Daniel M. Greif, MD
Photo: Daniel M. Greif



Elected 2018

Cardiovascular disease is the number one cause of death globally. In order to gain critical insights into the pathogenesis of diverse cardiovascular pathologies, my laboratory utilizes fundamental biochemical, genetic and developmental biological approaches to investigate how blood vessels initially form, are maintained and go awry in disease. Our research primarily focuses on vascular mural cells (smooth muscle cells and pericytes) and spans from cultured cells to mouse models to human samples. With cellular resolution, we compare and contrast the patterns of cell differentiation, proliferation, and migration as well as the underlying signals during morphogenesis of the pulmonary artery, aorta and cerebral vasculature.
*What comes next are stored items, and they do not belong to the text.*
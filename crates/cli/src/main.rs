// SPDX-License-Identifier: BUSL-1.1
// Copyright (c) 2026 Alfred Jean LLC

// Allow panic!/unwrap/expect in test code
#![cfg_attr(test, allow(clippy::panic))]
#![cfg_attr(test, allow(clippy::unwrap_used))]
#![cfg_attr(test, allow(clippy::expect_used))]

//! comexe: host entry point.
//!
//! Normalises argv, initialises logging, then either branches to the
//! extended packaging CLI (`-x`) or creates the application container and
//! runs the embedded init chunk in the root instance.

mod args;
mod engine;
mod exit_error;
mod pack_cli;

use std::process::ExitCode;

use comexe_core::SearchChain;
use comexe_runtime::ApplicationBuilder;

use args::HostOptions;
use exit_error::ExitError;

fn main() -> ExitCode {
    tracing_subscriber::fmt()
        .with_env_filter(
            tracing_subscriber::EnvFilter::try_from_env("COMEXE_LOG")
                .unwrap_or_else(|_| tracing_subscriber::EnvFilter::new("warn")),
        )
        .with_writer(std::io::stderr)
        .init();

    let argv: Vec<String> = std::env::args().collect();
    match run(&argv) {
        Ok(()) => ExitCode::SUCCESS,
        Err(e) => {
            eprintln!("comexe: {e}");
            ExitCode::from(e.code.clamp(1, u8::MAX as i32) as u8)
        }
    }
}

fn run(argv: &[String]) -> Result<(), ExitError> {
    let opts = HostOptions::parse(&argv[1..])?;

    if let Some(extended) = &opts.extended {
        return pack_cli::run(extended);
    }

    if opts.banner {
        println!("ComEXE {} -- scripted application container", env!("CARGO_PKG_VERSION"));
    }

    let wants_script = opts.script.is_some()
        || opts.read_stdin
        || opts.interactive
        || !opts.execute.is_empty()
        || !opts.preloads.is_empty();
    // `-v` alone is a complete invocation.
    if !wants_script && opts.banner {
        return Ok(());
    }
    let embedded = comexe_pack::selfpath::open_self().ok();
    if !wants_script && embedded.is_none() {
        return Err(ExitError::usage("nothing to run; this image carries no archive"));
    }

    for preload in &opts.preloads {
        tracing::debug!(module = %preload.module, global = ?preload.global, "preload requested");
    }

    let factory = engine::linked_factory()
        .ok_or_else(|| ExitError::usage("no script engine linked in this build"))?;

    let mut embedded =
        embedded.ok_or_else(|| ExitError::usage("this image carries no archive"))?;
    let init_chunk = embedded
        .read(comexe_runtime::Application::INIT_CHUNK_NAME)
        .map_err(|e| ExitError::usage(format!("embedded init chunk: {e}")))?;

    let chain = if opts.ignore_env {
        SearchChain::default()
    } else {
        SearchChain::from_env().map_err(|e| ExitError::usage(e.to_string()))?
    };

    // The script sees its own name and everything after it; host options
    // never reach the `arg` table.
    let mut script_argv = Vec::new();
    if let Some(script) = &opts.script {
        script_argv.push(script.clone());
    }
    script_argv.extend(opts.script_args.iter().cloned());

    let app = ApplicationBuilder::new(factory)
        .argv(script_argv)
        .search_chain(chain)
        .init_chunk(init_chunk)
        .warnings(opts.warnings)
        .build();

    app.run("main").map_err(ExitError::from)
}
In addition, little is known about the maintenance of blood vessels, and we aim to evaluate the patterns of cell turnover, proliferation and migration as well as principal molecular mechanisms in the adult vessel wall. Moreover, diseases of the vasculature are thought to largely involve a recapitulation of developmental programs, and we study animal models of vascular diseases that involve ectopic and aberrant mural cells, such as atherosclerosis, supravalvular aortic stenosis, intracranial hemorrhage and pulmonary hypertension. The excess and ectopic accumulation of smooth muscle cells and smooth muscle-derived cells is a critical pathological feature of lesions of diverse vascular diseases, but underlying mechanisms are poorly defined. Seminal work from our lab indicates that novel smooth muscle cell progenitors play a vital role in this process. We have recently extended our investigations to myofibroblasts and lung fibrosis which is an important cause of hypoxia and hence, pulmonary hypertension. Finally, we study clinical samples obtained from patients with vascular and lung diseases and relate them to our findings in animal models and cultured cells. Taken together, our studies promise to continue to yield novel insights into disease pathogenesis that will advance therapies for human pathologies.